Elle n'a pas d'enfants, et elle l'assume avec une franchise qui devrait être banale mais qui, en 2026, fait encore lever des sourcils. « On peut s'épanouir sans enfants », dit-elle. Point. Son engagement au sein du Collectif 50/50, qui lutte pour la parité dans le cinéma français, prolonge cette cohérence. Elle critique ouvertement la tendance des médias à systématiquement mentionner l'âge des actrices, quand leurs homologues masculins, eux, en sont largement exemptés. Sur ce point précis, je suis entièrement d'accord avec elle, et je trouve qu'on devrait toutes l'être. Certaines comédiennes ont pourtant réussi à imposer leur place durablement : Mimie Mathy figure d'ailleurs parmi les actrices les mieux payées de sa génération, preuve qu'un talent singulier finit toujours par s'imposer.
D'Orléans aux planches, puis à la lumière des festivals
Fille d'une infirmière reconvertie en psychologue et d'un médecin hospitalier, Laure Calamy a grandi à Orléans avant de rejoindre le Cours Florent, puis le Conservatoire national supérieur d'art dramatique. Ses premières années sur scène se font sous la direction d'Olivier Py, dramaturge exigeant qui a forgé beaucoup de comédiens de sa génération.
Sa filmographie s'est ensuite construite autour de rôles qui lui ressemblent : « Seuls les bêtes », « À plein temps », « Annie Colère ». Des personnages engagés, complexes, traversés par des tensions réelles. Son César pour « Antoinette dans les Cévennes » et son rôle de Noémie dans « Dix pour cent » ont largement élargi sa visibilité, sans qu'elle abandonne pour autant les planches. Elle joue actuellement au Théâtre Montparnasse dans « Peau d'homme ».

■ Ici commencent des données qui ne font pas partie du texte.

//! Headless wgpu device and queue initialization.

use std::fmt;

/// Errors that can occur during GPU context initialization.
#[derive(Debug)]
pub enum GpuContextError {
    /// No compatible GPU adapter found.
    AdapterRequest(wgpu::RequestAdapterError),
    /// GPU device request failed (limits or features not met).
    DeviceRequest(wgpu::RequestDeviceError),
}

impl fmt::Display for GpuContextError {
    fn fmt(&self, f: &mut fmt::Formatter<'_>) -> fmt::Result {
        match self {
            Self::AdapterRequest(e) => {
                write!(f, "no compatible GPU adapter found: {e}")
            }
            Self::DeviceRequest(e) => write!(f, "device request failed: {e}"),
        }
    }
}

impl std::error::Error for GpuContextError {
    fn source(&self) -> Option<&(dyn std::error::Error + 'static)> {
        match self {
            Self::AdapterRequest(e) => Some(e),
            Self::DeviceRequest(e) => Some(e),
        }
    }
}

/// Owns the core wgpu resources: device and queue.
///
/// Shared, read-only input across all figure providers for the lifetime of
/// a posing session. No presentation surface: the figure pipeline is pure
/// compute; rendering belongs to the embedding application.
pub struct ComputeContext {
    /// The wgpu logical device.
    pub device: wgpu::Device,
    /// The wgpu command queue.
    pub queue: wgpu::Queue,
}

impl ComputeContext {
    /// Create a new headless compute context.
    ///
    /// # Errors
    ///
    /// Returns `GpuContextError` if the adapter or device request fails.
    pub async fn new() -> Result<Self, GpuContextError> {
        let instance = wgpu::Instance::default();

        let adapter = instance
            .request_adapter(&wgpu::RequestAdapterOptions {
                power_preference: wgpu::PowerPreference::HighPerformance,
                ..Default::default()
            })
            .await
            .map_err(GpuContextError::AdapterRequest)?;

        log::info!("using adapter: {}", adapter.get_info().name);

        let (device, queue) = adapter
            .request_device(&wgpu::DeviceDescriptor {
                label: Some("Posing Device"),
                required_features: wgpu::Features::empty(),
                required_limits: wgpu::Limits::default(),
                ..Default::default()
            })
            .await
            .map_err(GpuContextError::DeviceRequest)?;

        Ok(Self { device, queue })
    }

    /// Blocking wrapper around [`Self::new`] for synchronous callers and
    /// tests.
    ///
    /// # Errors
    ///
    /// Returns `GpuContextError` if the adapter or device request fails.
    pub fn new_blocking() -> Result<Self, GpuContextError> {
        pollster::block_on(Self::new())
    }

    /// Create a compute context from an externally-owned device and queue.
    #[must_use]
    pub fn from_device(device: wgpu::Device, queue: wgpu::Queue) -> Self {
        Self { device, queue }
    }

    /// Create a new command encoder for recording GPU commands.
    #[must_use]
    pub fn create_encoder(&self) -> wgpu::CommandEncoder {
        self.device
            .create_command_encoder(&wgpu::CommandEncoderDescriptor {
                label: Some("Posing Encoder"),
            })
    }

    /// Finish the encoder and submit its command buffer to the GPU queue.
    pub fn submit(&self, encoder: wgpu::CommandEncoder) {
        let _ = self.queue.submit(std::iter::once(encoder.finish()));
    }
}
//! The hierarchical figure deformation-and-occlusion pipeline.
//!
//! One [`ControlVertexProvider`] per figure instance drives, per frame,
//! pose evaluation → occlusion update → GPU shaping into a vertex store,
//! propagating occlusion between a figure and its attached children and
//! exposing a staged CPU readback of the previous frame's posed vertices.

/// Static figure definitions (pose topology + artifact directories).
pub mod definition;
/// Shape/visibility model state with typed change events.
pub mod model;
/// Packed per-vertex occlusion records.
pub mod occlusion;
/// The two occlusion strategies and their loading policy.
pub mod occluder;
/// Per-figure pipeline orchestration.
pub mod provider;
/// GPU compute stage turning pose into vertex positions.
pub mod shaper;

pub use definition::FigureDefinition;
pub use model::{FigureModel, ModelEvent, Shape};
pub use occlusion::{ControlVertexInfo, OcclusionInfo};
pub use occluder::{FigureRole, Occluder, OccluderParameters};
pub use provider::{ChildEndpoint, ControlVertexProvider, PosedVertexReader};
pub use shaper::{DeformationDelta, GpuShaper, ShaperParameters};
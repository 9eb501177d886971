// -- Lint policy ---------------------------------------------------------
// This is the single source of truth for crate-wide lints.

// Broad lint groups
#![deny(clippy::all)]
#![deny(clippy::pedantic)]
#![deny(clippy::nursery)]
// Documentation
#![deny(missing_docs)]
#![deny(rustdoc::broken_intra_doc_links)]
#![deny(rustdoc::private_intra_doc_links)]
#![deny(rustdoc::bare_urls)]
// No panicking in library code
#![deny(clippy::unwrap_used)]
#![deny(clippy::expect_used)]
#![deny(clippy::panic)]
#![deny(clippy::todo)]
#![deny(clippy::unimplemented)]
// No debug/print artifacts
#![deny(clippy::dbg_macro)]
#![deny(clippy::print_stdout)]
#![deny(clippy::print_stderr)]
// Import hygiene
#![deny(clippy::wildcard_imports)]
// Clone / pass-by-value hygiene
#![deny(clippy::needless_pass_by_value)]
#![deny(clippy::implicit_clone)]
// String hygiene
#![deny(clippy::inefficient_to_string)]
#![deny(clippy::redundant_closure_for_method_calls)]
#![deny(clippy::manual_string_new)]
#![deny(clippy::str_to_string)]
// Cargo lints (warn, not deny since cargo lints can be noisy)
#![warn(clippy::cargo)]
// Unused / redundant code
#![deny(unused_results)]
#![deny(unused_qualifications)]
// Cast hygiene
#![deny(trivial_casts)]
#![deny(trivial_numeric_casts)]

//! GPU-accelerated deformable figure posing engine built on wgpu.
//!
//! Anima computes, every frame, the posed vertex positions and per-vertex
//! ambient-occlusion data of hierarchically composed figures (a main body
//! plus attached clothing/hair/prop figures) on the GPU, propagating
//! occlusion between parent and child figures and exposing a throttled,
//! double-buffered CPU readback of the previous frame's posed vertices.
//!
//! # Key entry points
//!
//! - [`figure::ControlVertexProvider`] - the per-figure pipeline controller
//! - [`figure::FigureModel`] - shape/visibility state with change events
//! - [`gpu::ComputeContext`] - headless wgpu device and queue
//! - [`options::PosingOptions`] - runtime configuration
//!
//! # Architecture
//!
//! Each figure instance owns a [`figure::GpuShaper`] (channel outputs + bone
//! transforms → positions), an [`figure::Occluder`] (computed live for the
//! main figure, baked for attachments), and a storage-buffer vertex store.
//! Parents aggregate the occluders of their currently visible children via
//! fan-in change notifications. The main figure stages its vertex store into
//! a two-deep readback ring so CPU consumers can observe the previous
//! frame's results without ever stalling the GPU command stream.

pub mod assets;
pub mod error;
pub mod figure;
pub mod gpu;
pub mod options;
pub mod pose;
//! Crate-level error types.

use std::fmt;

use crate::gpu::compute_context::GpuContextError;

/// Errors produced by the anima crate.
#[derive(Debug)]
pub enum AnimaError {
    /// GPU context initialization failure.
    Gpu(GpuContextError),
    /// A required artifact is absent from its directory. Fatal for the
    /// figure being loaded; never retried.
    MissingArtifact {
        /// Directory the artifact was expected in.
        directory: String,
        /// Artifact file name.
        artifact: String,
    },
    /// An artifact was present but malformed or inconsistent.
    ArtifactDecode {
        /// Artifact file name.
        artifact: String,
        /// Decode failure detail.
        message: String,
    },
    /// Generic I/O failure.
    Io(std::io::Error),
    /// TOML options parsing/validation failure.
    OptionsParse(String),
}

impl fmt::Display for AnimaError {
    fn fmt(&self, f: &mut fmt::Formatter<'_>) -> fmt::Result {
        match self {
            Self::Gpu(e) => write!(f, "GPU error: {e}"),
            Self::MissingArtifact { directory, artifact } => {
                write!(f, "missing artifact '{artifact}' in '{directory}'")
            }
            Self::ArtifactDecode { artifact, message } => {
                write!(f, "failed to decode '{artifact}': {message}")
            }
            Self::Io(e) => write!(f, "I/O error: {e}"),
            Self::OptionsParse(msg) => {
                write!(f, "options parse error: {msg}")
            }
        }
    }
}

impl std::error::Error for AnimaError {
    fn source(&self) -> Option<&(dyn std::error::Error + 'static)> {
        match self {
            Self::Gpu(e) => Some(e),
            Self::Io(e) => Some(e),
            _ => None,
        }
    }
}

impl From<GpuContextError> for AnimaError {
    fn from(e: GpuContextError) -> Self {
        Self::Gpu(e)
    }
}

impl From<std::io::Error> for AnimaError {
    fn from(e: std::io::Error) -> Self {
        Self::Io(e)
    }
}
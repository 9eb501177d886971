//! GPU resource management utilities.
//!
//! Provides wgpu device/queue initialization, typed storage buffers, the
//! staged CPU-readback ring, and compute shader/pipeline plumbing.

/// Typed fixed-size storage buffers.
pub mod buffers;
/// wgpu device and queue initialization (headless).
pub mod compute_context;
/// Shared wgpu boilerplate helpers for compute pipelines.
pub mod pipeline_helpers;
/// Compiled compute shader modules shared across figure providers.
pub mod shader_set;
/// Round-robin staging buffers for non-blocking GPU→CPU readback.
pub mod staging;

pub use buffers::StructuredBuffer;
pub use compute_context::ComputeContext;
pub use shader_set::ShaderSet;
pub use staging::StagingRing;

Ces moments qui racontent tout sans filtre
Adolescente, Laure Calamy a traversé environ un an de mutisme. Cette traversée silencieuse nourrit peut-être sa capacité à habiter les silences sur scène mieux que quiconque. À Cannes en 2016, son french cancan improvisé lors de la montée des marches a tourné court, pour des raisons vestimentaires qu'on imagine aisément. Elle en parle sans fard.
Le soir de son César, elle est repartie presque aussitôt : tournage le lendemain matin. « Les gens me regardent différemment, mais moi, je me vois toujours pareil. » Cette phrase-là, je l'ai notée. Pas parce qu'elle est modeste, mais parce qu'elle dit quelque chose de rare : la célébrité n'a pas modifié son rapport à elle-même, et ça, dans ce milieu, c'est presque une forme de résistance.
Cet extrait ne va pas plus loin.